## What the task asks
After finding the line with "memoized in a" in the entries below, retype exactly each line from there through the line with "pub fn package(&self)", including that final line.

---------- Records supplied ----------

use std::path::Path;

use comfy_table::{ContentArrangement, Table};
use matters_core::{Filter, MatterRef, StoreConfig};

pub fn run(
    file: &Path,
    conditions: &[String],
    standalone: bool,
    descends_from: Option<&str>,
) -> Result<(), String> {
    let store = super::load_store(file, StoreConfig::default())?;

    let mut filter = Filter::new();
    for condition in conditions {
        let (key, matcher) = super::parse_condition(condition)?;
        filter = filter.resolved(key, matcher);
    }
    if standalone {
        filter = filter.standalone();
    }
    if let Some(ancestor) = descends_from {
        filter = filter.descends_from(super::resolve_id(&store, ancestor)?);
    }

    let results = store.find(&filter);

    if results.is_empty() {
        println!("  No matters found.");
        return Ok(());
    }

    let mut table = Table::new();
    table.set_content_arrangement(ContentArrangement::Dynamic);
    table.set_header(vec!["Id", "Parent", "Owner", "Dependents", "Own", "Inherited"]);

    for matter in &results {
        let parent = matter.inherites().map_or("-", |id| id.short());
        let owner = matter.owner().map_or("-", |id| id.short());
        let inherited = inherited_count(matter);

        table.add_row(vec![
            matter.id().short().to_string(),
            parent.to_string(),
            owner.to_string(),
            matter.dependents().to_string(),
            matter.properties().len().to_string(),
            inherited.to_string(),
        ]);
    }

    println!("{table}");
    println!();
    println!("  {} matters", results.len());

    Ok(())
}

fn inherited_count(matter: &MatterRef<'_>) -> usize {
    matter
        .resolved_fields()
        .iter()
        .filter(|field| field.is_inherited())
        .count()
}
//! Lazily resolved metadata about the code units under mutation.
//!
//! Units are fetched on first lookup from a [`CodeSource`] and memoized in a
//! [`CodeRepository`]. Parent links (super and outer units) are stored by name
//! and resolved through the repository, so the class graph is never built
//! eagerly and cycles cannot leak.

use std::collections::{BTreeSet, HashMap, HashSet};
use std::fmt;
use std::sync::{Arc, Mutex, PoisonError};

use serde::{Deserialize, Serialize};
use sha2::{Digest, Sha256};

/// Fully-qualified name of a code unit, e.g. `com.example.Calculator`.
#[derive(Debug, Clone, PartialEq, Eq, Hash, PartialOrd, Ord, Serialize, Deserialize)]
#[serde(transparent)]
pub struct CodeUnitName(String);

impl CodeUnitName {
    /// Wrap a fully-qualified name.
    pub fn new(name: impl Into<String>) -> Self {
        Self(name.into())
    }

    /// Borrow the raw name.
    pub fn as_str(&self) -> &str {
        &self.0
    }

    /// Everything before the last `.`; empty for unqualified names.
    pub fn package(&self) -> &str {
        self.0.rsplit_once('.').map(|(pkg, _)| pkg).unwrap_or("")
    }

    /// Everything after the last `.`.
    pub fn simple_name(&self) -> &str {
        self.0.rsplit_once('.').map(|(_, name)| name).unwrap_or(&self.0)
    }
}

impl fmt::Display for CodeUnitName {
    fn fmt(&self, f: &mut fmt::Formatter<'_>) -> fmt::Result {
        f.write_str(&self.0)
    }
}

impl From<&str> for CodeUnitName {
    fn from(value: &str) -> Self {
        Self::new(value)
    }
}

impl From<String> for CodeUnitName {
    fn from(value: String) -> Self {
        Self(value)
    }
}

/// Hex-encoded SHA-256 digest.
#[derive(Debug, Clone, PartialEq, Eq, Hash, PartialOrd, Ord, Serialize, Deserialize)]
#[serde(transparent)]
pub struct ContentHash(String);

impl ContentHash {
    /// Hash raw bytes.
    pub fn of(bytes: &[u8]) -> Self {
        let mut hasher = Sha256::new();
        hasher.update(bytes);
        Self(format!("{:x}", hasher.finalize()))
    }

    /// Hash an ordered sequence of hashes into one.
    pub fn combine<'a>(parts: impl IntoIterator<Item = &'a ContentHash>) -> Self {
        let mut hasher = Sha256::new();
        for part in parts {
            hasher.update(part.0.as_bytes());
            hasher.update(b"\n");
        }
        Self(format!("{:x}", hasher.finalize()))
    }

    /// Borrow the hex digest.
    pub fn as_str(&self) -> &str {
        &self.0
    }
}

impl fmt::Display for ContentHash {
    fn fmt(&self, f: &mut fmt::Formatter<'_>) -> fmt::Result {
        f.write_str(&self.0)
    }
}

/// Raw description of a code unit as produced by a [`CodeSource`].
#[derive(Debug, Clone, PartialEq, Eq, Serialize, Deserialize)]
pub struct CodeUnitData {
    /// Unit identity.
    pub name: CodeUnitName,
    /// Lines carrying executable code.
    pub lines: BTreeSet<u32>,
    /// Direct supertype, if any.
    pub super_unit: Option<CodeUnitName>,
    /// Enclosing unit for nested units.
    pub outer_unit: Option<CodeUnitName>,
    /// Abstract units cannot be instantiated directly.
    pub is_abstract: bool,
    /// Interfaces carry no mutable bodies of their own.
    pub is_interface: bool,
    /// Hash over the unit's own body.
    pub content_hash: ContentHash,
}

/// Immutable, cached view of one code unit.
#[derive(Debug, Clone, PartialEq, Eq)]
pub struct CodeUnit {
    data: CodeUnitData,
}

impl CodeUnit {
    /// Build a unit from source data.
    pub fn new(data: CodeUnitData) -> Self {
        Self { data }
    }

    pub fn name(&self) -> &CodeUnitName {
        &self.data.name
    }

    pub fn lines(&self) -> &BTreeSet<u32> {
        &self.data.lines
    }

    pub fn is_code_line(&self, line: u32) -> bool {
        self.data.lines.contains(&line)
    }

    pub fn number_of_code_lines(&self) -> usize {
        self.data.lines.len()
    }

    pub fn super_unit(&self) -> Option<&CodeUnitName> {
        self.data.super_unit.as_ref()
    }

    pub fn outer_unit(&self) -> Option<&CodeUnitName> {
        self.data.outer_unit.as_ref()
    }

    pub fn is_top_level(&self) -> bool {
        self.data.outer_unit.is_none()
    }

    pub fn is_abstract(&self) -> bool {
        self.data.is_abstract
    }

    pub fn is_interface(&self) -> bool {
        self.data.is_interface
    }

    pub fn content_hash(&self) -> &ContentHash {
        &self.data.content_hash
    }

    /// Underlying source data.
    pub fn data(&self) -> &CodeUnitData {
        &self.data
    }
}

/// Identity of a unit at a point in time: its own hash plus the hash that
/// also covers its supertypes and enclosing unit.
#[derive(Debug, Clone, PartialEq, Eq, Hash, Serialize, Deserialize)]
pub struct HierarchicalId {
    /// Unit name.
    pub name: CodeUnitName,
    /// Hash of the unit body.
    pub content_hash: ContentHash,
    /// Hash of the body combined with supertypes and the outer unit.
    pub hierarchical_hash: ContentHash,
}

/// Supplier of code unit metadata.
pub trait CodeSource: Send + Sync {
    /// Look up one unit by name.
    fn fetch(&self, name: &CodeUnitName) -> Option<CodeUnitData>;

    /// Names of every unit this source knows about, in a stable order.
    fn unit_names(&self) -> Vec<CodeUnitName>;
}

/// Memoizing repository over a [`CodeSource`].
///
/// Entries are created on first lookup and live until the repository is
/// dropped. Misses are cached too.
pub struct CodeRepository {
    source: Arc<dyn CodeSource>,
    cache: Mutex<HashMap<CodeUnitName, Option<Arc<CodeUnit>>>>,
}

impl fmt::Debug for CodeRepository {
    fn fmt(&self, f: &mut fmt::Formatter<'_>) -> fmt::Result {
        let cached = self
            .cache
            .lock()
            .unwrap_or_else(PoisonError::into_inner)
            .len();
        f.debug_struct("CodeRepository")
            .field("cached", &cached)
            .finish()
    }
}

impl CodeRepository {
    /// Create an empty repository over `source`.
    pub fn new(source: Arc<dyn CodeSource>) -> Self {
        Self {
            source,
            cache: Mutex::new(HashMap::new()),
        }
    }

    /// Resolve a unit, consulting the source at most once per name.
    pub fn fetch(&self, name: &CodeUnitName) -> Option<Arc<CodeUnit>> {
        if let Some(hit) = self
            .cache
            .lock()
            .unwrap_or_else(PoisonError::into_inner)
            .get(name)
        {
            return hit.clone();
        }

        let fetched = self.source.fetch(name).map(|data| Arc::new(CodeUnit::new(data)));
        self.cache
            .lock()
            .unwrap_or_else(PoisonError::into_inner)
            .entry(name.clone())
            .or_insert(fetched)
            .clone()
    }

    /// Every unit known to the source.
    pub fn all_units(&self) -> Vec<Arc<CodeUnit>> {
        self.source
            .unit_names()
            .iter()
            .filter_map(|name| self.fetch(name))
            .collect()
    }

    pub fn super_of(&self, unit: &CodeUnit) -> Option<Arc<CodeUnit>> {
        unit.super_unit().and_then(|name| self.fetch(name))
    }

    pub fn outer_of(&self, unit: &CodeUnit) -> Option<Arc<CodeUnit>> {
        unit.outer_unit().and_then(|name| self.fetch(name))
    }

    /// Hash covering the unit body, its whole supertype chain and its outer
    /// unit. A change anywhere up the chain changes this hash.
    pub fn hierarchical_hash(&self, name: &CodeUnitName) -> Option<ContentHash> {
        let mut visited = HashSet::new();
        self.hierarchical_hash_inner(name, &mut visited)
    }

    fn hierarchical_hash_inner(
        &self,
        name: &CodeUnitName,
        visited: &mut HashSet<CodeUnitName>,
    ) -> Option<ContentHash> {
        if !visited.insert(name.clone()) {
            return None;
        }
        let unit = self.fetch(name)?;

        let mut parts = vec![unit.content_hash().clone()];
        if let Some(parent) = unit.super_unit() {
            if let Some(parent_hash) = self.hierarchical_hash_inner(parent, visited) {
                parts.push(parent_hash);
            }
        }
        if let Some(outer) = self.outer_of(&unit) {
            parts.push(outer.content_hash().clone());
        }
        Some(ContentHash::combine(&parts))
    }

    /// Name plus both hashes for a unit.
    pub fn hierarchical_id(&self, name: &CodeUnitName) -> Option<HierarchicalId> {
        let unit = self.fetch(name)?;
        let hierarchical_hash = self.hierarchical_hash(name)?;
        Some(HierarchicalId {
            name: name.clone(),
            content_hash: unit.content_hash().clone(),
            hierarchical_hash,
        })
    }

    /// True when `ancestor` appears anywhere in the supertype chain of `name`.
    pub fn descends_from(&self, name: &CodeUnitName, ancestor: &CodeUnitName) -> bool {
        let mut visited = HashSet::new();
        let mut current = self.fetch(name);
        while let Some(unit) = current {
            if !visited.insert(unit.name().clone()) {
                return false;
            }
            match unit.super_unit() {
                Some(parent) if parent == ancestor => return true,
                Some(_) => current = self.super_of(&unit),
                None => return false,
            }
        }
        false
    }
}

----------

## Solution to the problem
//! Units are fetched on first lookup from a [`CodeSource`] and memoized in a
//! [`CodeRepository`]. Parent links (super and outer units) are stored by name
//! and resolved through the repository, so the class graph is never built
//! eagerly and cycles cannot leak.

use std::collections::{BTreeSet, HashMap, HashSet};
use std::fmt;
use std::sync::{Arc, Mutex, PoisonError};

use serde::{Deserialize, Serialize};
use sha2::{Digest, Sha256};

/// Fully-qualified name of a code unit, e.g. `com.example.Calculator`.
#[derive(Debug, Clone, PartialEq, Eq, Hash, PartialOrd, Ord, Serialize, Deserialize)]
#[serde(transparent)]
pub struct CodeUnitName(String);

impl CodeUnitName {
    /// Wrap a fully-qualified name.
    pub fn new(name: impl Into<String>) -> Self {
        Self(name.into())
    }

    /// Borrow the raw name.
    pub fn as_str(&self) -> &str {
        &self.0
    }

    /// Everything before the last `.`; empty for unqualified names.
    pub fn package(&self) -> &str {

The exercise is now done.